Zattera

di

     

- […] nella forma più diretta, più semplice, mi dica: che cosa è la Chiesa?

- Ecco, un prete buono le risponderebbe che è la comunità convocata da Dio; io, che sono un prete cattivo, le dico: è una zattera, la zattera della Medusa, se vuole; ma una zattera.

L. Sciascia, Todo modo (1974)

All’inizio degli anni Settanta, come in preda a una visione infernale, Leonardo Sciascia fa i conti con la Chiesa cattolica e crea quella che a Pasolini sembra la «metafora degli ultimi trent’anni di potere democristiano, fascista e mafioso». Oltre ad essere uno dei suoi romanzi più dirompenti e riusciti, Todo modo è forse il testo sciasciano a più alto tasso di citazioni artistiche.

Il protagonista è un non meglio identificato pittore di successo, che arriva alla sua verità proprio mentre disegna, perché disegnando i suoi pensieri «si fanno più esatti e lucidi». Gli occhiali scivolati dal cadavere di Don Gaetano gli appaiono come «il particolare di un quadro di caravaggesco minore», un particolare che egli ha visto in mano al diavolo in una copia della Tentazione di Sant’Antonio di Rutilio Manetti, opera del mediocre pittore Nicolò Buttafuoco. Il dipinto è la prima metafora pittorica presente nel romanzo, un’allusione al risvolto demoniaco della vista nitida, in altre parole della conoscenza e del sapere. Era stato il pittore Fabrizio Clerici ad accompagnare Sciascia nella chiesetta della campagna senese dove aveva visto per la prima volta la copia del quadro, scelto per la copertina della prima edizione di Todo modo. Oltre che dal volto del diavolo, i cui tratti aleggiano sinistramente nella figura di Don Gaetano, il protagonista finisce tentato dall’idea di disegnare il volto di Cristo: entrambi i personaggi convergono nell’idea che l’unico artista a riuscire nell’impresa sia stato Odilon Redon. Nella loro lezione di storia dell’arte, i due incarnano verosimilmente la posizione di Sciascia, che al suo capezzale teneva proprio un’incisione dell’artista francese raffigurante il viso di Gesù morente.

Ma è a Don Gaetano che Sciascia affida la più misteriosa metafora pittorica della sua opera: la Chiesa come zattera, legno in balia di quel mare che lo scrittore non ha mai amato, di quegli abissi che in Todo modo sono i sotterranei del Vaticano. E non una semplice zattera, ma La zattera della Medusa: in primo piano nel quadro di Géricault – apparso anche nel tessuto narrativo dell’Assomoir di Zola – sta un groviglio di corpi avvinghiati di sapore dantesco, come infernale è la bolgia dei notabili dell’eremo di Zafer. Nel dipinto che apre la stagione del realismo, l’artista francese ritrae il dissesto della Francia dopo il crollo di Napoleone. Ne La zattera della Medusa Sciascia racchiude le stragi di Stato e la matrice metafisica a cui il potere democristiano si ispira, restituendo l’immagine di un’Italia alla deriva.

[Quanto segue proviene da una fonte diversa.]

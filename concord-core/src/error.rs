//! Error types for concord-core.

use thiserror::Error;

/// Result type for concord-core operations.
pub type Result<T> = std::result::Result<T, Error>;

/// Error type for concord-core operations.
#[derive(Error, Debug, Clone, PartialEq)]
#[non_exhaustive]
pub enum Error {
    /// A label is not declared in the type catalog.
    #[error("Unknown label: {0}")]
    UnknownLabel(String),

    /// An attribute is not declared on the annotation's type.
    #[error("Unknown attribute: {0}")]
    UnknownAttribute(String),

    /// A span is malformed or falls outside the document signal.
    #[error("Invalid span: {0}")]
    InvalidSpan(String),

    /// An attribute value does not agree with its declaration.
    #[error("Attribute kind mismatch: {0}")]
    AttributeKind(String),

    /// An annotation-valued attribute points at an annotation that doesn't exist.
    #[error("Dangling annotation reference: {0}")]
    DanglingReference(String),
}

impl Error {
    /// Create an unknown label error.
    #[must_use]
    pub fn unknown_label(label: impl Into<String>) -> Self {
        Self::UnknownLabel(label.into())
    }

    /// Create an unknown attribute error.
    #[must_use]
    pub fn unknown_attribute(msg: impl Into<String>) -> Self {
        Self::UnknownAttribute(msg.into())
    }

    /// Create an invalid span error.
    #[must_use]
    pub fn invalid_span(msg: impl Into<String>) -> Self {
        Self::InvalidSpan(msg.into())
    }

    /// Create an attribute kind error.
    #[must_use]
    pub fn attribute_kind(msg: impl Into<String>) -> Self {
        Self::AttributeKind(msg.into())
    }

    /// Create a dangling reference error.
    #[must_use]
    pub fn dangling_reference(msg: impl Into<String>) -> Self {
        Self::DanglingReference(msg.into())
    }
}
//! Annotation pairing for one reference/hypothesis document pair.
//!
//! # Pipeline
//!
//! 1. Reduce the documents' processable regions (zones, optionally cut
//!    down to gold segments) to one region list.
//! 2. Stratify the content labels.
//! 3. Per stratum, collect candidates under their effective labels, drop
//!    those outside the regions, group by overlap and match each group.
//!    Spanned labels go first, spanless second.
//! 4. Re-pair the spanned results at token granularity.
//!
//! # Example
//!
//! ```rust
//! use concord::{Pairer, SimilarityEngine, MethodRegistry, GoldRestriction};
//! use concord_core::{AnnotationType, Document, TypeCatalog};
//! use std::sync::Arc;
//!
//! let catalog = Arc::new(TypeCatalog::new().with_type(AnnotationType::spanned("PERSON")));
//! let engine = SimilarityEngine::compile(catalog, None, &MethodRegistry::new()).unwrap();
//! let pairer = Pairer::new(engine);
//!
//! let mut r = Document::new("John met Mary.");
//! r.add_spanned("PERSON", 0, 4).unwrap();
//! let h = r.clone();
//! let result = pairer.pair(&r, &h, GoldRestriction::default()).unwrap();
//! assert!(result.pairs[0].is_match());
//! ```

use crate::error::{Error, Result};
use crate::grouper::{label_groups, overlap_groups, OverlapGroup};
use crate::matcher::match_group;
use crate::record::{AnnKey, DocPair, PairRecord, Side, TokenPairRecord};
use crate::region::{filter_by_regions, intersect, reduce_regions};
use crate::similarity::{Candidate, Comparison, SimilarityEngine};
use crate::strata::{stratify, Stratum};
use concord_core::{Annotation, Document, Span};
use std::collections::{BTreeMap, BTreeSet};

/// Which documents are restricted to their gold segments.
#[derive(Debug, Clone, Copy, Default, PartialEq, Eq)]
pub struct GoldRestriction {
    /// Restrict the reference.
    pub reference: bool,
    /// Restrict the hypothesis.
    pub hypothesis: bool,
}

/// Everything pairing produced for one document pair.
#[derive(Debug, Clone, Default)]
pub struct DocumentPairing {
    /// Phrase-level pairs, stratum by stratum.
    pub pairs: Vec<PairRecord>,
    /// Token-level pairs of the spanned strata.
    pub token_pairs: Vec<TokenPairRecord>,
    /// Regions the comparison was restricted to.
    pub regions: Vec<Span>,
    /// Whether `regions` differs from the reference's processable regions.
    pub filtered: bool,
}

/// Pairs reference and hypothesis annotations.
#[derive(Debug)]
pub struct Pairer {
    engine: SimilarityEngine,
    equivalence_classes: BTreeMap<String, String>,
    labels_to_ignore: BTreeSet<String>,
    skip_tokens: bool,
}

impl Pairer {
    /// Pairer over a compiled similarity engine.
    #[must_use]
    pub fn new(engine: SimilarityEngine) -> Self {
        Self {
            engine,
            equivalence_classes: BTreeMap::new(),
            labels_to_ignore: BTreeSet::new(),
            skip_tokens: false,
        }
    }

    /// Map labels onto shared class labels before scoring.
    #[must_use]
    pub fn with_equivalence_classes(mut self, classes: BTreeMap<String, String>) -> Self {
        self.equivalence_classes = classes;
        self.reconcile();
        self
    }

    /// Drop these labels entirely.
    #[must_use]
    pub fn with_labels_to_ignore<I, S>(mut self, labels: I) -> Self
    where
        I: IntoIterator<Item = S>,
        S: Into<String>,
    {
        self.labels_to_ignore = labels.into_iter().map(Into::into).collect();
        self.reconcile();
        self
    }

    /// Skip token-level re-pairing.
    #[must_use]
    pub fn with_skip_tokens(mut self, skip: bool) -> Self {
        self.skip_tokens = skip;
        self
    }

    fn reconcile(&mut self) {
        let ignored = &self.labels_to_ignore;
        self.equivalence_classes.retain(|label, class| {
            if ignored.contains(label) {
                log::warn!(
                    "label '{}' is both ignored and mapped to equivalence class '{}'; ignoring it",
                    label,
                    class
                );
                false
            } else {
                true
            }
        });
    }

    /// The similarity engine.
    #[must_use]
    pub fn engine(&self) -> &SimilarityEngine {
        &self.engine
    }

    /// Scoring label of an annotation, or `None` when it is ignored.
    #[must_use]
    pub fn label_for(&self, ann: &Annotation) -> Option<String> {
        let effective = self.engine.catalog().effective_label(ann);
        let label = self
            .equivalence_classes
            .get(effective)
            .map_or(effective, String::as_str);
        if self.labels_to_ignore.contains(label) || self.labels_to_ignore.contains(effective) {
            None
        } else {
            Some(label.to_string())
        }
    }

    /// Pair a slice of documents. Exactly two are supported; the first is
    /// the reference.
    pub fn pair_all(&self, docs: &[&Document], gold: GoldRestriction) -> Result<DocumentPairing> {
        match docs {
            [reference, hypothesis] => self.pair(reference, hypothesis, gold),
            _ => Err(Error::pairing(format!(
                "pairing supports exactly two documents, got {}",
                docs.len()
            ))),
        }
    }

    /// Pair a reference document with a hypothesis document.
    pub fn pair(
        &self,
        reference: &Document,
        hypothesis: &Document,
        gold: GoldRestriction,
    ) -> Result<DocumentPairing> {
        if reference.signal() != hypothesis.signal() {
            return Err(Error::pairing("document signals don't match"));
        }
        let catalog = self.engine.catalog();
        reference.validate(catalog)?;
        hypothesis.validate(catalog)?;

        let unfiltered = reference.processable_regions();
        let maximal = match (unfiltered.first(), unfiltered.last()) {
            (Some(first), Some(last)) => Span::new(first.start, last.end),
            _ => Span::new(0, reference.char_len()),
        };
        let per_doc: Vec<Vec<Span>> = [(reference, gold.reference), (hypothesis, gold.hypothesis)]
            .into_iter()
            .map(|(doc, restrict)| {
                let own = doc.processable_regions();
                match (restrict, doc.gold_regions()) {
                    (true, Some(gold)) => intersect(&own, &gold),
                    _ => own,
                }
            })
            .collect();
        let reduced = reduce_regions(&per_doc, &unfiltered);
        let filtered = reduced.is_some();
        let regions = reduced.unwrap_or(unfiltered);

        let strata: Vec<Stratum> = match self.engine.profile_strata() {
            Some(strata) => strata.to_vec(),
            None => {
                let found: BTreeSet<&str> = reference
                    .labels()
                    .into_iter()
                    .chain(hypothesis.labels())
                    .collect();
                let found: Vec<&str> = found.into_iter().collect();
                stratify(catalog, None, &found)?
            }
        };

        let mut cmp = self.engine.comparison(DocPair::new(reference, hypothesis));
        let mut out = DocumentPairing {
            regions,
            filtered,
            ..DocumentPairing::default()
        };
        for stratum in &strata {
            let spanned = self.pair_labels(&mut cmp, &stratum.spanned, &out.regions, maximal);
            if !self.skip_tokens {
                let tokens = crate::token_pairs::repair_tokens(&mut cmp, &spanned);
                out.token_pairs.extend(tokens);
            }
            out.pairs.extend(spanned);
            let spanless = self.pair_labels(&mut cmp, &stratum.spanless, &out.regions, maximal);
            out.pairs.extend(spanless);
        }
        log::debug!(
            "paired {} records ({} at token level) over {} regions",
            out.pairs.len(),
            out.token_pairs.len(),
            out.regions.len()
        );
        Ok(out)
    }

    fn candidates(
        &self,
        cmp: &mut Comparison<'_>,
        side: Side,
        labels: &[String],
        regions: &[Span],
        maximal: Span,
    ) -> Vec<Item> {
        let doc = cmp.docs().doc(side);
        let mut items = Vec::new();
        for label in labels {
            for ann in doc.with_label(label) {
                let Some(effective) = self.label_for(ann) else {
                    continue;
                };
                let key = AnnKey { side, id: ann.id };
                items.push(Item {
                    cand: Candidate::new(key, effective),
                    span: cmp.implied_span(key),
                    true_label: ann.label.clone(),
                });
            }
        }
        filter_by_regions(regions, maximal, items, |item| item.span)
    }

    fn pair_labels(
        &self,
        cmp: &mut Comparison<'_>,
        labels: &[String],
        regions: &[Span],
        maximal: Span,
    ) -> Vec<PairRecord> {
        if labels.is_empty() {
            return Vec::new();
        }
        let refs = self.candidates(cmp, Side::Ref, labels, regions, maximal);
        let hyps = self.candidates(cmp, Side::Hyp, labels, regions, maximal);

        let with_span = |items: &[Item]| -> Vec<(usize, Span)> {
            items
                .iter()
                .enumerate()
                .filter_map(|(i, it)| it.span.map(|s| (i, s)))
                .collect()
        };
        let without_span = |items: &[Item]| -> Vec<(usize, String)> {
            items
                .iter()
                .enumerate()
                .filter(|(_, it)| it.span.is_none())
                .map(|(i, it)| (i, it.true_label.clone()))
                .collect()
        };

        let mut groups = overlap_groups(&with_span(&refs), &with_span(&hyps));
        groups.extend(label_groups(without_span(&refs), without_span(&hyps)));

        let mut pairs = Vec::new();
        for OverlapGroup { refs: ri, hyps: hi } in groups {
            let rc: Vec<Candidate> = ri.iter().map(|&i| refs[i].cand.clone()).collect();
            let hc: Vec<Candidate> = hi.iter().map(|&i| hyps[i].cand.clone()).collect();
            pairs.extend(match_group(cmp, &rc, &hc, false));
        }
        pairs
    }
}

struct Item {
    cand: Candidate,
    span: Option<Span>,
    true_label: String,
}

#[cfg(test)]
mod tests {
    use super::*;
    use crate::similarity::MethodRegistry;
    use concord_core::{AnnotationType, AttrKind, AttributeDecl, SegmentStatus, TypeCatalog};
    use std::sync::Arc;

    fn catalog() -> Arc<TypeCatalog> {
        Arc::new(
            TypeCatalog::new()
                .with_type(AnnotationType::spanned("PERSON"))
                .with_type(AnnotationType::spanned("ORG"))
                .with_type(
                    AnnotationType::spanless("MEET").with_attribute(
                        AttributeDecl::set("who", AttrKind::Annotation).restricted_to(["PERSON"]),
                    ),
                ),
        )
    }

    fn pairer() -> Pairer {
        Pairer::new(SimilarityEngine::compile(catalog(), None, &MethodRegistry::new()).unwrap())
    }

    const TEXT: &str = "John met Mary at the IBM office.";

    #[test]
    fn test_match_and_missing() {
        let mut r = Document::new(TEXT);
        r.add_spanned("PERSON", 0, 4).unwrap();
        r.add_spanned("PERSON", 9, 13).unwrap();
        let mut h = Document::new(TEXT);
        h.add_spanned("PERSON", 0, 4).unwrap();
        let out = pairer().pair(&r, &h, GoldRestriction::default()).unwrap();
        assert_eq!(out.pairs.len(), 2);
        assert!(out.pairs[0].is_match());
        assert_eq!(out.pairs[1].type_name(), "missing");
        assert!(!out.filtered);
        // One match and one missing at token level too.
        assert_eq!(out.token_pairs.len(), 2);
    }

    #[test]
    fn test_signal_mismatch() {
        let r = Document::new("abc");
        let h = Document::new("abd");
        let err = pairer().pair(&r, &h, GoldRestriction::default()).unwrap_err();
        assert!(matches!(err, Error::Pairing(_)));
    }

    #[test]
    fn test_more_than_two_documents() {
        let d = Document::new(TEXT);
        let err = pairer()
            .pair_all(&[&d, &d, &d], GoldRestriction::default())
            .unwrap_err();
        assert!(err.to_string().contains("exactly two"));
    }

    #[test]
    fn test_zones_filter_annotations() {
        let mut r = Document::new(TEXT);
        r.add_zone(0, 8).unwrap();
        r.add_spanned("PERSON", 0, 4).unwrap();
        r.add_spanned("PERSON", 9, 13).unwrap();
        let mut h = r.clone();
        h.add_spanned("ORG", 21, 24).unwrap();
        let out = pairer().pair(&r, &h, GoldRestriction::default()).unwrap();
        assert_eq!(out.pairs.len(), 1);
        assert!(out.pairs[0].is_match());
    }

    #[test]
    fn test_gold_restriction() {
        let mut r = Document::new(TEXT);
        r.add_segment(0, 8, SegmentStatus::HumanGold).unwrap();
        r.add_segment(8, TEXT.len(), SegmentStatus::NonGold).unwrap();
        r.add_spanned("PERSON", 9, 13).unwrap();
        let h = Document::new(TEXT);
        let gold = GoldRestriction {
            reference: true,
            hypothesis: false,
        };
        let out = pairer().pair(&r, &h, gold).unwrap();
        assert!(out.filtered);
        assert_eq!(out.regions, vec![Span::new(0, 8)]);
        assert!(out.pairs.is_empty());
    }

    #[test]
    fn test_ignored_and_equivalent_labels() {
        let mut r = Document::new(TEXT);
        r.add_spanned("PERSON", 0, 4).unwrap();
        r.add_spanned("ORG", 21, 24).unwrap();
        let h = r.clone();
        let mut classes = BTreeMap::new();
        classes.insert("PERSON".to_string(), "ENTITY".to_string());
        let p = pairer()
            .with_equivalence_classes(classes)
            .with_labels_to_ignore(["ORG"]);
        let out = p.pair(&r, &h, GoldRestriction::default()).unwrap();
        assert_eq!(out.pairs.len(), 1);
        assert_eq!(out.pairs[0].reference.as_ref().unwrap().label, "ENTITY");
    }

    #[test]
    fn test_spanless_pairs_through_implied_spans() {
        let mut r = Document::new(TEXT);
        let john = r.add_spanned("PERSON", 0, 4).unwrap();
        let mary = r.add_spanned("PERSON", 9, 13).unwrap();
        let ev = r.add_spanless("MEET");
        r.set_attr(ev, "who", concord_core::Value::Many(vec![john.into(), mary.into()]))
            .unwrap();
        let h = r.clone();
        let out = pairer().pair(&r, &h, GoldRestriction::default()).unwrap();
        assert_eq!(out.pairs.len(), 3);
        assert!(out.pairs.iter().all(PairRecord::is_match));
        // Spanless annotations never reach token level.
        assert_eq!(out.token_pairs.len(), 2);
    }

    #[test]
    fn test_spanless_without_extent_grouped_by_label() {
        let mut r = Document::new(TEXT);
        r.add_spanless("MEET");
        let mut h = Document::new(TEXT);
        h.add_spanless("MEET");
        let out = pairer().pair(&r, &h, GoldRestriction::default()).unwrap();
        assert_eq!(out.pairs.len(), 1);
        assert!(out.pairs[0].reference.is_some());
        assert!(out.pairs[0].hypothesis.is_some());
    }
}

Quasi vent’anni dopo, in occasione dell’assassinio di Lima, Vincenzo Consolo chiede «pietà per chi muore sulla zattera della Medusa» e si ricorda della metafora di Todo modo: «Non di finzione purtroppo, non di romanzo oggi si tratta, ma di realtà, di tragica, dolorosa realtà; non di esercizi spirituali, ma di duri, tremendi esercizi elettorali. In cui, su ogni zattera, può compiersi il gesto più disumano».